### REQUIRED WORK
Reproduce each record in the listing below exactly as written.

### AVAILABLE DATA
// ABOUTME: Pierre CLI - unified command-line tool for Pierre MCP Server management
// ABOUTME: Handles user creation, token management, and administrative operations
//
// SPDX-License-Identifier: MIT OR Apache-2.0
// Copyright (c) 2025 Pierre Fitness Intelligence
//!
//! Usage:
//! ```bash
//! # Create admin user for frontend login
//! pierre-cli user create --email admin@example.com --password yourpassword
//!
//! # Create super admin user
//! pierre-cli user create --email admin@example.com --password yourpassword --super-admin
//!
//! # Generate a new admin token
//! pierre-cli token generate --service pierre_admin_service
//!
//! # Generate a super admin token
//! pierre-cli token generate --service admin_console --super-admin
//!
//! # List all admin tokens
//! pierre-cli token list
//!
//! # Revoke an admin token
//! pierre-cli token revoke admin_token_123
//!
//! # Show token statistics
//! pierre-cli token stats
//! ```

mod commands;
mod helpers;

use clap::{Parser, Subcommand};
#[cfg(feature = "postgresql")]
use pierre_mcp_server::config::environment::PostgresPoolConfig;
use pierre_mcp_server::{
    database_plugins::{factory::Database, DatabaseProvider},
    errors::AppResult,
    key_management::KeyManager,
};

type Result<T> = AppResult<T>;
use std::env;
use tracing::info;

use helpers::jwks::initialize_jwks_manager;

#[derive(Parser)]
#[command(
    name = "pierre-cli",
    about = "Pierre MCP Server Management CLI",
    long_about = "Unified command-line tool for managing Pierre MCP Server users, tokens, and administration."
)]
struct Cli {
    #[command(subcommand)]
    command: Command,

    /// Database URL override
    #[arg(long, global = true)]
    database_url: Option<String>,

    /// Encryption key override (base64 encoded)
    #[arg(long, global = true)]
    encryption_key: Option<String>,

    /// Enable debug logging
    #[arg(long, short = 'v', global = true)]
    verbose: bool,
}

#[non_exhaustive]
#[derive(Subcommand)]
enum Command {
    /// User management commands
    User {
        #[command(subcommand)]
        action: UserCommand,
    },

    /// Token management commands
    Token {
        #[command(subcommand)]
        action: TokenCommand,
    },
}

#[non_exhaustive]
#[derive(Subcommand)]
enum UserCommand {
    /// Create a new admin user for frontend login
    Create {
        /// Admin email (required)
        #[arg(long)]
        email: String,

        /// Admin password (required)
        #[arg(long)]
        password: String,

        /// Admin display name (defaults to email prefix if not specified)
        #[arg(long)]
        name: Option<String>,

        /// Force update if user already exists
        #[arg(long)]
        force: bool,

        /// Create super admin user (can impersonate other users)
        #[arg(long)]
        super_admin: bool,
    },
}

#[non_exhaustive]
#[derive(Subcommand)]
enum TokenCommand {
    /// Generate a new admin token
    Generate {
        /// Service name (e.g., "`pierre_admin_service`")
        #[arg(long)]
        service: String,

        /// Service description
        #[arg(long)]
        description: Option<String>,

        /// Token expiration in days (default: 365, 0 = never expires)
        #[arg(long, default_value = "365")]
        expires_days: u64,

        /// Create super admin token (never expires, all permissions)
        #[arg(long)]
        super_admin: bool,

        /// Custom permissions (comma-separated)
        #[arg(long)]
        permissions: Option<String>,
    },

    /// List all admin tokens
    List {
        /// Include inactive tokens
        #[arg(long)]
        include_inactive: bool,

        /// Show detailed information
        #[arg(long, short = 'd')]
        detailed: bool,
    },

    /// Revoke an admin token
    Revoke {
        /// Token ID to revoke
        token_id: String,
    },

    /// Rotate an admin token (generate new token, revoke old one)
    Rotate {
        /// Token ID to rotate
        token_id: String,

        /// New expiration in days
        #[arg(long)]
        expires_days: Option<u64>,
    },

    /// Show admin token usage statistics
    Stats {
        /// Token ID (optional, shows all if omitted)
        token_id: Option<String>,

        /// Number of days to look back
        #[arg(long, default_value = "30")]
        days: u32,
    },
}

#[tokio::main]
async fn main() -> Result<()> {
    let cli = Cli::parse();

    // Initialize logging
    let log_level = if cli.verbose { "debug" } else { "info" };
    tracing_subscriber::fmt().with_env_filter(log_level).init();

    info!("Pierre MCP Server CLI");

    // Load configuration
    let database_url = cli
        .database_url
        .or_else(|| env::var("DATABASE_URL").ok())
        .unwrap_or_else(|| "sqlite:./data/users.db".into());

    // Initialize two-tier key management system
    let (mut key_manager, database_encryption_key) = KeyManager::bootstrap()?;
    info!("Two-tier key management system initialized for pierre-cli");

    // Initialize database
    info!("Connecting to database: {}", database_url);
    let mut database = Database::new(
        &database_url,
        database_encryption_key.to_vec(),
        #[cfg(feature = "postgresql")]
        &PostgresPoolConfig::default(),
    )
    .await?;

    // Complete key manager initialization (updates database's encryption key with loaded DEK)
    key_manager.complete_initialization(&mut database).await?;
    info!("Two-tier key management system fully initialized for pierre-cli");

    // Run database migrations to ensure admin_tokens table exists
    info!("Running database migrations...");
    database.migrate().await?;

    // Initialize JWKS manager - loads RSA keys from database for server compatibility
    let jwks_manager = initialize_jwks_manager(&database).await?;

    // Execute command
    match cli.command {
        Command::User { action } => match action {
            UserCommand::Create {
                email,
                password,
                name,
                force,
                super_admin,
            } => {
                commands::user::create(&database, email, password, name, force, super_admin)
                    .await?;
            }
        },
        Command::Token { action } => match action {
            TokenCommand::Generate {
                service,
                description,
                expires_days,
                super_admin,
                permissions,
            } => {
                commands::token::generate(
                    &database,
                    &jwks_manager,
                    service,
                    description,
                    expires_days,
                    super_admin,
                    permissions,
                )
                .await?;
            }
            TokenCommand::List {
                include_inactive,
                detailed,
            } => {
                commands::token::list(&database, include_inactive, detailed).await?;
            }
            TokenCommand::Revoke { token_id } => {
                commands::token::revoke(&database, token_id).await?;
            }
            TokenCommand::Rotate {
                token_id,
                expires_days,
            } => {
                commands::token::rotate(&database, &jwks_manager, token_id, expires_days).await?;
            }
            TokenCommand::Stats { token_id, days } => {
                commands::token::stats(&database, token_id, days).await?;
            }
        },
    }

    Ok(())
}
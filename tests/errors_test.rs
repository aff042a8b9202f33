use pierre_mcp_server::errors::{AppError, ErrorCode, ErrorResponse};

#[test]
fn test_error_code_http_status() {
    assert_eq!(ErrorCode::AuthRequired.http_status(), 401);
    assert_eq!(ErrorCode::RateLimitExceeded.http_status(), 429);
    assert_eq!(ErrorCode::ResourceNotFound.http_status(), 404);
    assert_eq!(ErrorCode::InternalError.http_status(), 500);
}

#[test]
fn test_app_error_creation() {
    let error = AppError::auth_required().with_request_id("req-123");

    assert_eq!(error.code, ErrorCode::AuthRequired);
    assert!(error.request_id.is_some());
}

#[test]
fn test_error_response_serialization() {
    let error = AppError::rate_limit_exceeded(1000);
    let response = ErrorResponse::from(error);

    let json = serde_json::to_string(&response).unwrap();
    assert!(json.contains("RateLimitExceeded"));
}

### RESPONSE TO THE EXERCISE
// ABOUTME: Pierre CLI - unified command-line tool for Pierre MCP Server management
// ABOUTME: Handles user creation, token management, and administrative operations
//
// SPDX-License-Identifier: MIT OR Apache-2.0
// Copyright (c) 2025 Pierre Fitness Intelligence
//!
//! Usage:
//! ```bash
//! # Create admin user for frontend login
//! pierre-cli user create --email admin@example.com --password yourpassword
//!
//! # Create super admin user
//! pierre-cli user create --email admin@example.com --password yourpassword --super-admin
//!
//! # Generate a new admin token
//! pierre-cli token generate --service pierre_admin_service
//!
//! # Generate a super admin token
//! pierre-cli token generate --service admin_console --super-admin
//!
//! # List all admin tokens
//! pierre-cli token list
//!
//! # Revoke an admin token
//! pierre-cli token revoke admin_token_123
//!
//! # Show token statistics
//! pierre-cli token stats
//! ```

mod commands;
mod helpers;

use clap::{Parser, Subcommand};
#[cfg(feature = "postgresql")]
use pierre_mcp_server::config::environment::PostgresPoolConfig;
use pierre_mcp_server::{
    database_plugins::{factory::Database, DatabaseProvider},
    errors::AppResult,
    key_management::KeyManager,
};

type Result<T> = AppResult<T>;
use std::env;
use tracing::info;

use helpers::jwks::initialize_jwks_manager;

#[derive(Parser)]
#[command(
    name = "pierre-cli",
    about = "Pierre MCP Server Management CLI",
    long_about = "Unified command-line tool for managing Pierre MCP Server users, tokens, and administration."
)]
struct Cli {
    #[command(subcommand)]
    command: Command,

    /// Database URL override
    #[arg(long, global = true)]
    database_url: Option<String>,

    /// Encryption key override (base64 encoded)
    #[arg(long, global = true)]
    encryption_key: Option<String>,

    /// Enable debug logging
    #[arg(long, short = 'v', global = true)]
    verbose: bool,
}

#[non_exhaustive]
#[derive(Subcommand)]
enum Command {
    /// User management commands
    User {
        #[command(subcommand)]
        action: UserCommand,
    },

    /// Token management commands
    Token {
        #[command(subcommand)]
        action: TokenCommand,
    },
}

#[non_exhaustive]
#[derive(Subcommand)]
enum UserCommand {
    /// Create a new admin user for frontend login
    Create {
        /// Admin email (required)
        #[arg(long)]
        email: String,

        /// Admin password (required)
        #[arg(long)]
        password: String,

        /// Admin display name (defaults to email prefix if not specified)
        #[arg(long)]
        name: Option<String>,

        /// Force update if user already exists
        #[arg(long)]
        force: bool,

        /// Create super admin user (can impersonate other users)
        #[arg(long)]
        super_admin: bool,
    },
}

#[non_exhaustive]
#[derive(Subcommand)]
enum TokenCommand {
    /// Generate a new admin token
    Generate {
        /// Service name (e.g., "`pierre_admin_service`")
        #[arg(long)]
        service: String,

        /// Service description
        #[arg(long)]
        description: Option<String>,

        /// Token expiration in days (default: 365, 0 = never expires)
        #[arg(long, default_value = "365")]
        expires_days: u64,

        /// Create super admin token (never expires, all permissions)
        #[arg(long)]
        super_admin: bool,

        /// Custom permissions (comma-separated)
        #[arg(long)]
        permissions: Option<String>,
    },

    /// List all admin tokens
    List {
        /// Include inactive tokens
        #[arg(long)]
        include_inactive: bool,

        /// Show detailed information
        #[arg(long, short = 'd')]
        detailed: bool,
    },

    /// Revoke an admin token
    Revoke {
        /// Token ID to revoke
        token_id: String,
    },

    /// Rotate an admin token (generate new token, revoke old one)
    Rotate {
        /// Token ID to rotate
        token_id: String,

        /// New expiration in days
        #[arg(long)]
        expires_days: Option<u64>,
    },

    /// Show admin token usage statistics
    Stats {
        /// Token ID (optional, shows all if omitted)
        token_id: Option<String>,

        /// Number of days to look back
        #[arg(long, default_value = "30")]
        days: u32,
    },
}

#[tokio::main]
async fn main() -> Result<()> {
    let cli = Cli::parse();

    // Initialize logging
    let log_level = if cli.verbose { "debug" } else { "info" };
    tracing_subscriber::fmt().with_env_filter(log_level).init();

    info!("Pierre MCP Server CLI");

    // Load configuration
    let database_url = cli
        .database_url
        .or_else(|| env::var("DATABASE_URL").ok())
        .unwrap_or_else(|| "sqlite:./data/users.db".into());

    // Initialize two-tier key management system
    let (mut key_manager, database_encryption_key) = KeyManager::bootstrap()?;
    info!("Two-tier key management system initialized for pierre-cli");

    // Initialize database
    info!("Connecting to database: {}", database_url);
    let mut database = Database::new(
        &database_url,
        database_encryption_key.to_vec(),
        #[cfg(feature = "postgresql")]
        &PostgresPoolConfig::default(),
    )
    .await?;

    // Complete key manager initialization (updates database's encryption key with loaded DEK)
    key_manager.complete_initialization(&mut database).await?;
    info!("Two-tier key management system fully initialized for pierre-cli");

    // Run database migrations to ensure admin_tokens table exists
    info!("Running database migrations...");
    database.migrate().await?;

    // Initialize JWKS manager - loads RSA keys from database for server compatibility
    let jwks_manager = initialize_jwks_manager(&database).await?;

    // Execute command
    match cli.command {
        Command::User { action } => match action {
            UserCommand::Create {
                email,
                password,
                name,
                force,
                super_admin,
            } => {
                commands::user::create(&database, email, password, name, force, super_admin)
                    .await?;
            }
        },
        Command::Token { action } => match action {
            TokenCommand::Generate {
                service,
                description,
                expires_days,
                super_admin,
                permissions,
            } => {
                commands::token::generate(
                    &database,
                    &jwks_manager,
                    service,
                    description,
                    expires_days,
                    super_admin,
                    permissions,
                )
                .await?;
            }
            TokenCommand::List {
                include_inactive,
                detailed,
            } => {
                commands::token::list(&database, include_inactive, detailed).await?;
            }
            TokenCommand::Revoke { token_id } => {
                commands::token::revoke(&database, token_id).await?;
            }
            TokenCommand::Rotate {
                token_id,
                expires_days,
            } => {
                commands::token::rotate(&database, &jwks_manager, token_id, expires_days).await?;
            }
            TokenCommand::Stats { token_id, days } => {
                commands::token::stats(&database, token_id, days).await?;
            }
        },
    }

    Ok(())
}
filename tests/errors_test.rs
repository aff042a8b9202f33
use pierre_mcp_server::errors::{AppError, ErrorCode, ErrorResponse};

#[test]
fn test_error_code_http_status() {
    assert_eq!(ErrorCode::AuthRequired.http_status(), 401);
    assert_eq!(ErrorCode::RateLimitExceeded.http_status(), 429);
    assert_eq!(ErrorCode::ResourceNotFound.http_status(), 404);
    assert_eq!(ErrorCode::InternalError.http_status(), 500);
}

#[test]
fn test_app_error_creation() {
    let error = AppError::auth_required().with_request_id("req-123");

    assert_eq!(error.code, ErrorCode::AuthRequired);
    assert!(error.request_id.is_some());
}

#[test]
fn test_error_response_serialization() {
    let error = AppError::rate_limit_exceeded(1000);
    let response = ErrorResponse::from(error);

    let json = serde_json::to_string(&response).unwrap();
    assert!(json.contains("RateLimitExceeded"));
}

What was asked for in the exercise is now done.